Exercise aim:
Find the line containing "use async_trait::async_trait;" in the entries below. Restate it and each line after it, word for word, up to and including the line containing "async fn read(&self, key: &str)".

Stored items:

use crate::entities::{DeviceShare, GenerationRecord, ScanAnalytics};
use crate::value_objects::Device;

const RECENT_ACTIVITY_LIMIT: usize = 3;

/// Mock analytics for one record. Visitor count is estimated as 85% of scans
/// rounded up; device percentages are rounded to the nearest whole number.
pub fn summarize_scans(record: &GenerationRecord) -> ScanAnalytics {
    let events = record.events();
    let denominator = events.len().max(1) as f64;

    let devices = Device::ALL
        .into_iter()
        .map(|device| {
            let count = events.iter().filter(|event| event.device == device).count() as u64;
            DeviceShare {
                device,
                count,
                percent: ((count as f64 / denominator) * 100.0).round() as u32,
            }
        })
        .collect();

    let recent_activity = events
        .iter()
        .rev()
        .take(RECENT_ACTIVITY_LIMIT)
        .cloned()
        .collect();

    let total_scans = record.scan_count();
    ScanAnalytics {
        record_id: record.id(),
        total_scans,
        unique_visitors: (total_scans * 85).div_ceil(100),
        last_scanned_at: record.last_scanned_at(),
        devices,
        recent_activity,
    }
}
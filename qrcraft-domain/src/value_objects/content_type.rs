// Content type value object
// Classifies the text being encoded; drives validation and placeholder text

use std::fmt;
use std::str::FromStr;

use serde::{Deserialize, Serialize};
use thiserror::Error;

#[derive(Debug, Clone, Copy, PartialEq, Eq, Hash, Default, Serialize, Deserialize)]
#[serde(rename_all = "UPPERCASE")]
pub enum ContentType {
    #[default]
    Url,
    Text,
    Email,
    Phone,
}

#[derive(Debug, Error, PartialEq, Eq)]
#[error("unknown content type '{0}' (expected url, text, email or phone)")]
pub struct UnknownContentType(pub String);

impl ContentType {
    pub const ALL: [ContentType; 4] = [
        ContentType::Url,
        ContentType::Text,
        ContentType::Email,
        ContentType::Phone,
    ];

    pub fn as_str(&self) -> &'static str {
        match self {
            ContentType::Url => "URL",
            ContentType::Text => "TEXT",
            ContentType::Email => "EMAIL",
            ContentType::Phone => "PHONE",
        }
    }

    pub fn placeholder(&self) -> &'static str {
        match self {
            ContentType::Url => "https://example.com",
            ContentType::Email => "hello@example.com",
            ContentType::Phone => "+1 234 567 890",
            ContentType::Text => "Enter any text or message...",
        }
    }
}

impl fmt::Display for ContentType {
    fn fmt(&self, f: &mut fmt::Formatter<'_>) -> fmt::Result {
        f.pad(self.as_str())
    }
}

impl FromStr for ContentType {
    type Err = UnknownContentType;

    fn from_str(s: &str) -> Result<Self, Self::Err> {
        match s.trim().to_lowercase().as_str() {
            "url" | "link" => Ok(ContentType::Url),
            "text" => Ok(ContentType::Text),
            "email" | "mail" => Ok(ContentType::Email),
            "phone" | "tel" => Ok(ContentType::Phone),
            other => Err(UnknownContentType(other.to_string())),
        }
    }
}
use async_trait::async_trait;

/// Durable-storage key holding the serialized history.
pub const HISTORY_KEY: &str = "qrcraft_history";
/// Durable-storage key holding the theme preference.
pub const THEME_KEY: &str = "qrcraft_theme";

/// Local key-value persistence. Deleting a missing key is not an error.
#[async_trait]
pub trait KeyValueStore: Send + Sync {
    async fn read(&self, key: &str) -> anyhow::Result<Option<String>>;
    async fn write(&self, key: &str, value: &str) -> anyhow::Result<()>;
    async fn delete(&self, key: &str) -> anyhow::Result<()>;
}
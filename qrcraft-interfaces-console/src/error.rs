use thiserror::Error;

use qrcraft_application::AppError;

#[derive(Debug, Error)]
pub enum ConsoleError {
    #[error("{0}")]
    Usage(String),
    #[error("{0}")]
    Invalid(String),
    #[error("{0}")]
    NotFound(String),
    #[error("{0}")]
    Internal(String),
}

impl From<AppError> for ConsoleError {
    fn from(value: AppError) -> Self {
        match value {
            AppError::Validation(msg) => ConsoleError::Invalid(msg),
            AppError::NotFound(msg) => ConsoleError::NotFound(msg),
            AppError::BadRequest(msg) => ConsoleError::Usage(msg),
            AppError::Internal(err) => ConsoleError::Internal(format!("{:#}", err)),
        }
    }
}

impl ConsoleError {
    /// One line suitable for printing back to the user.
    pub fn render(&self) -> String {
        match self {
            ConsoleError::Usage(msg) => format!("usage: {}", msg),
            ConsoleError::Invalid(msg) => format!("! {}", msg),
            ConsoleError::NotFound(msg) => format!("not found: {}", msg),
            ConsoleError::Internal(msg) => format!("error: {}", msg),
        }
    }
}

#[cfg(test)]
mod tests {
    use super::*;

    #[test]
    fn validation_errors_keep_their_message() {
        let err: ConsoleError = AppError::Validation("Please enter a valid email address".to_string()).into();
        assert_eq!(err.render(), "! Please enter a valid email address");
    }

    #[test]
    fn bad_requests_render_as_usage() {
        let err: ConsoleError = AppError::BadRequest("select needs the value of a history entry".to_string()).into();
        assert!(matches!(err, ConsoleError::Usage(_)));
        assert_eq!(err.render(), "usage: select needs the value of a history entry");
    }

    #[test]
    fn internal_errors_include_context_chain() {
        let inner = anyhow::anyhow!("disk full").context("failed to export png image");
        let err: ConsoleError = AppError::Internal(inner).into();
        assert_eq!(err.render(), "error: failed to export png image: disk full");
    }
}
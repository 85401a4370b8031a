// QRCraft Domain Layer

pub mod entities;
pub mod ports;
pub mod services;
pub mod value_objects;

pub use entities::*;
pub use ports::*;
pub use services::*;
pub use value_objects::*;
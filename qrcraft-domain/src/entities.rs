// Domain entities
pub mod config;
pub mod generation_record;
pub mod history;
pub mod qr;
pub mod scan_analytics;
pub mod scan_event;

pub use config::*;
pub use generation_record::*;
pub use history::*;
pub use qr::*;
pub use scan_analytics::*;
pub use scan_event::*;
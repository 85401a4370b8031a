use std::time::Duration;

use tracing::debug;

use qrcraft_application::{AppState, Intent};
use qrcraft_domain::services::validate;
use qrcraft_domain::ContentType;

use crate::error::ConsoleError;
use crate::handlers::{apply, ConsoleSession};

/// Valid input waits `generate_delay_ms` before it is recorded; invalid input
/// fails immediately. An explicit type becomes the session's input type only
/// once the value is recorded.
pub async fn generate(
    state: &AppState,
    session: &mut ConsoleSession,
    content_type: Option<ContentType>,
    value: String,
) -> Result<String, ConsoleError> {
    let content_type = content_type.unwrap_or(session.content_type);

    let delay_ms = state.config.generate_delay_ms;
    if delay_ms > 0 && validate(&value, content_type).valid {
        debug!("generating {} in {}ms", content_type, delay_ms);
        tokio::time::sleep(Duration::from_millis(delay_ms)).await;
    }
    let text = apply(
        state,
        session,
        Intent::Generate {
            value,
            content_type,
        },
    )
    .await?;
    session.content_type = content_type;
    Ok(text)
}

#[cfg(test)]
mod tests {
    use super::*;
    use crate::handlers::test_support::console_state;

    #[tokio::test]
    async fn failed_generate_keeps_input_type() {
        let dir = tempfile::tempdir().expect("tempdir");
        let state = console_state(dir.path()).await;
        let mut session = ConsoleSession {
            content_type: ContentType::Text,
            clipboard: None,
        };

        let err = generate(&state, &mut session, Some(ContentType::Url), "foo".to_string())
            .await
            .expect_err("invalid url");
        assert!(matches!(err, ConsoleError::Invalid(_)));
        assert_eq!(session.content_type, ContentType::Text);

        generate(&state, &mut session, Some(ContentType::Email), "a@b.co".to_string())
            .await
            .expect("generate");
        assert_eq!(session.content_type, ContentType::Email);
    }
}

Your solution:
use async_trait::async_trait;

/// Durable-storage key holding the serialized history.
pub const HISTORY_KEY: &str = "qrcraft_history";
/// Durable-storage key holding the theme preference.
pub const THEME_KEY: &str = "qrcraft_theme";

/// Local key-value persistence. Deleting a missing key is not an error.
#[async_trait]
pub trait KeyValueStore: Send + Sync {
    async fn read(&self, key: &str) -> anyhow::Result<Option<String>>;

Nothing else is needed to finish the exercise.